START DATA
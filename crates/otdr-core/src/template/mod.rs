pub mod fill;
pub mod scaffold;

use calamine::{Reader, Xlsx};
use std::collections::BTreeMap;
use std::io::Cursor;
use std::path::{Path, PathBuf};

use crate::error::OtdrError;
use crate::model::WavelengthSet;

/// Sheet the results are written to.
pub const SHEET_NAME: &str = "OTDR_Data";

/// Cell receiving the first column of the first record.
pub const ANCHOR_CELL: &str = "A2";

/// Template file names shipped for each wavelength key.
pub const DEFAULT_FILES: [(&str, &str); 4] = [
    ("1310,1550", "OTDR_Template_1310_1550.xlsx"),
    ("1550,1625", "OTDR_Template_1550_1625.xlsx"),
    ("1310,1625", "OTDR_Template_1310_1625.xlsx"),
    ("1310,1550,1625", "OTDR_Template_All.xlsx"),
];

/// A 1-based spreadsheet coordinate.
#[derive(Debug, Clone, Copy, PartialEq, Eq)]
pub struct CellRef {
    pub col: u32,
    pub row: u32,
}

impl CellRef {
    /// Parse an A1-style reference such as "A2" or "AB17".
    pub fn parse(s: &str) -> Result<CellRef, OtdrError> {
        let s = s.trim();
        let split = s
            .find(|c: char| c.is_ascii_digit())
            .ok_or_else(|| OtdrError::InvalidCellRef(s.to_string()))?;
        let (letters, digits) = s.split_at(split);
        if letters.is_empty() || !letters.chars().all(|c| c.is_ascii_alphabetic()) {
            return Err(OtdrError::InvalidCellRef(s.to_string()));
        }

        let col = letters.chars().try_fold(0u32, |acc, c| {
            let digit = c.to_ascii_uppercase() as u32 - 'A' as u32 + 1;
            acc.checked_mul(26)?.checked_add(digit)
        });
        let row = digits.parse::<u32>().ok().filter(|&r| r > 0);

        match (col, row) {
            (Some(col), Some(row)) => Ok(CellRef { col, row }),
            _ => Err(OtdrError::InvalidCellRef(s.to_string())),
        }
    }

    pub fn offset(self, rows: u32, cols: u32) -> CellRef {
        CellRef {
            col: self.col + cols,
            row: self.row + rows,
        }
    }
}

/// An in-memory copy of a template workbook. The file it came from is
/// never written to.
#[derive(Debug, Clone)]
pub struct Template {
    name: String,
    bytes: Vec<u8>,
}

impl Template {
    pub fn load(path: &Path) -> Result<Template, OtdrError> {
        let bytes = std::fs::read(path).map_err(|e| {
            if e.kind() == std::io::ErrorKind::NotFound {
                OtdrError::TemplateNotFound {
                    path: path.to_path_buf(),
                }
            } else {
                OtdrError::TemplateRead(format!("{}: {e}", path.display()))
            }
        })?;
        log::debug!("loaded template {} ({} bytes)", path.display(), bytes.len());
        Ok(Template {
            name: path.display().to_string(),
            bytes,
        })
    }

    pub fn from_bytes(name: impl Into<String>, bytes: Vec<u8>) -> Template {
        Template {
            name: name.into(),
            bytes,
        }
    }

    pub fn name(&self) -> &str {
        &self.name
    }

    pub fn bytes(&self) -> &[u8] {
        &self.bytes
    }

    /// Check that the workbook opens and contains the results sheet.
    pub fn validate(&self) -> Result<(), OtdrError> {
        let workbook: Xlsx<_> = calamine::open_workbook_from_rs(Cursor::new(self.bytes.as_slice()))
            .map_err(|e| OtdrError::TemplateRead(format!("{}: {e}", self.name)))?;

        if workbook.sheet_names().iter().any(|s| s == SHEET_NAME) {
            Ok(())
        } else {
            Err(OtdrError::SheetNotFound {
                sheet: SHEET_NAME.to_string(),
            })
        }
    }
}

/// Mapping from wavelength key (see [`WavelengthSet::key`]) to template file.
#[derive(Debug, Clone, Default, PartialEq, Eq)]
pub struct TemplateSet {
    paths: BTreeMap<String, PathBuf>,
}

impl TemplateSet {
    pub fn new() -> Self {
        Self::default()
    }

    /// The four standard variants inside `dir`.
    pub fn in_dir(dir: &Path) -> Self {
        let paths = DEFAULT_FILES
            .iter()
            .map(|(key, file)| (key.to_string(), dir.join(file)))
            .collect();
        TemplateSet { paths }
    }

    /// Build from configured entries. Keys may list wavelengths in any
    /// order ("1550,1310" and "1310nm & 1550nm" are the same variant).
    pub fn from_entries<'a>(
        entries: impl IntoIterator<Item = (&'a str, &'a Path)>,
    ) -> Result<Self, OtdrError> {
        let mut set = TemplateSet::new();
        for (key, path) in entries {
            let wavelengths: WavelengthSet = key.parse()?;
            set.insert(&wavelengths, path.to_path_buf());
        }
        Ok(set)
    }

    pub fn insert(&mut self, wavelengths: &WavelengthSet, path: PathBuf) {
        self.paths.insert(wavelengths.key(), path);
    }

    /// Entries of `other` replace entries with the same key.
    pub fn merge(&mut self, other: TemplateSet) {
        self.paths.extend(other.paths);
    }

    pub fn path_for(&self, wavelengths: &WavelengthSet) -> Result<&Path, OtdrError> {
        let key = wavelengths.key();
        self.paths
            .get(&key)
            .map(PathBuf::as_path)
            .ok_or(OtdrError::TemplateNotConfigured { key })
    }

    /// Load and validate the template for `wavelengths`.
    pub fn load(&self, wavelengths: &WavelengthSet) -> Result<Template, OtdrError> {
        let template = Template::load(self.path_for(wavelengths)?)?;
        template.validate()?;
        Ok(template)
    }

    pub fn entries(&self) -> impl Iterator<Item = (&str, &Path)> {
        self.paths.iter().map(|(k, p)| (k.as_str(), p.as_path()))
    }
}

#[cfg(test)]
mod tests {
    use super::*;

    #[test]
    fn test_parse_anchor() {
        assert_eq!(CellRef::parse("A2").unwrap(), CellRef { col: 1, row: 2 });
        assert_eq!(CellRef::parse("ab17").unwrap(), CellRef { col: 28, row: 17 });
    }

    #[test]
    fn test_parse_invalid_refs() {
        assert!(CellRef::parse("2").is_err());
        assert!(CellRef::parse("A").is_err());
        assert!(CellRef::parse("A0").is_err());
        assert!(CellRef::parse("A-1").is_err());
        assert!(CellRef::parse("1A").is_err());
    }

    #[test]
    fn test_in_dir_covers_presets() {
        let set = TemplateSet::in_dir(Path::new("templates"));
        for preset in WavelengthSet::presets() {
            assert!(set.path_for(&preset).is_ok(), "missing {}", preset);
        }
        let all = WavelengthSet::from_nm(&[1625, 1550, 1310]).unwrap();
        assert_eq!(
            set.path_for(&all).unwrap(),
            Path::new("templates/OTDR_Template_All.xlsx")
        );
    }

    #[test]
    fn test_single_wavelength_has_no_template() {
        let set = TemplateSet::in_dir(Path::new("templates"));
        let single = WavelengthSet::from_nm(&[1310]).unwrap();
        let err = set.path_for(&single).unwrap_err();
        assert!(err.is_configuration());
    }

    #[test]
    fn test_from_entries_normalizes_keys() {
        let set = TemplateSet::from_entries([(
            "1550nm & 1310nm",
            Path::new("custom.xlsx"),
        )])
        .unwrap();
        let wl = WavelengthSet::from_nm(&[1310, 1550]).unwrap();
        assert_eq!(set.path_for(&wl).unwrap(), Path::new("custom.xlsx"));
    }

    #[test]
    fn test_missing_template_file() {
        let set = TemplateSet::in_dir(Path::new("/nonexistent/otdr-templates"));
        let wl = WavelengthSet::from_nm(&[1310, 1550]).unwrap();
        assert!(matches!(
            set.load(&wl),
            Err(OtdrError::TemplateNotFound { .. })
        ));
    }

    #[test]
    fn test_garbage_template_is_configuration_error() {
        let template = Template::from_bytes("broken.xlsx", b"not a workbook".to_vec());
        let err = template.validate().unwrap_err();
        assert!(matches!(err, OtdrError::TemplateRead(_)));
        assert!(err.is_configuration());
    }
}
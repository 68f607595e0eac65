use crate::error::OtdrError;
use crate::extraction::{PageContent, PdfExtractor};
use std::io::Write;
use std::process::Command;

/// PDF extraction backend using pdftotext (from poppler-utils).
///
/// Uses `pdftotext -layout` so a label and the values printed after it stay
/// on one line.
pub struct PdftotextExtractor;

impl PdftotextExtractor {
    pub fn new() -> Self {
        PdftotextExtractor
    }

    /// Check if pdftotext is available on the system.
    pub fn is_available() -> bool {
        Command::new("pdftotext")
            .arg("-v")
            .output()
            .map(|o| o.status.success() || !o.stderr.is_empty())
            .unwrap_or(false)
    }
}

impl Default for PdftotextExtractor {
    fn default() -> Self {
        Self::new()
    }
}

impl PdfExtractor for PdftotextExtractor {
    fn extract_pages(&self, pdf_bytes: &[u8]) -> Result<Vec<PageContent>, OtdrError> {
        // Write PDF bytes to a temp file; removed when `tmpfile` drops.
        let mut tmpfile =
            tempfile::NamedTempFile::new().map_err(|e| OtdrError::Extraction(e.to_string()))?;
        tmpfile
            .write_all(pdf_bytes)
            .map_err(|e| OtdrError::Extraction(e.to_string()))?;

        let output = Command::new("pdftotext")
            .arg("-layout")
            .arg(tmpfile.path())
            .arg("-") // output to stdout
            .output()
            .map_err(|e| {
                if e.kind() == std::io::ErrorKind::NotFound {
                    OtdrError::PdftotextNotFound
                } else {
                    OtdrError::Extraction(format!("pdftotext failed: {}", e))
                }
            })?;

        if !output.status.success() {
            let code = output.status.code().unwrap_or(-1);
            let stderr = String::from_utf8_lossy(&output.stderr).to_string();
            return Err(OtdrError::PdftotextFailed { code, stderr });
        }

        let text = String::from_utf8_lossy(&output.stdout);
        Ok(split_pages(&text))
    }

    fn backend_name(&self) -> &str {
        "pdftotext"
    }
}

/// Split pdftotext output into pages. pdftotext ends every page with a form
/// feed, so the segment after the last one is not a page.
fn split_pages(text: &str) -> Vec<PageContent> {
    let body = text.strip_suffix('\x0c').unwrap_or(text);
    if body.is_empty() {
        return Vec::new();
    }
    body.split('\x0c')
        .enumerate()
        .map(|(i, page_text)| PageContent::new(i + 1, page_text))
        .collect()
}
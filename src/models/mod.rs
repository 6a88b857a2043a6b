pub mod diagnosis;
pub mod symptom;

pub use diagnosis::*;
pub use symptom::*;

use serde::{Deserialize, Serialize};

/// The read interface's unit: the current stored collections as one
/// consistent view. The matching engine only ever sees snapshots — it never
/// mutates stored records.
#[derive(Debug, Clone, Default, Serialize, Deserialize)]
pub struct Snapshot {
    pub diagnoses: Vec<Diagnosis>,
    pub symptoms: Vec<Symptom>,
}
END DATA
A single figure, the number of lines above with the word "workbook", is the whole answer.

• TASK SOLUTION:
5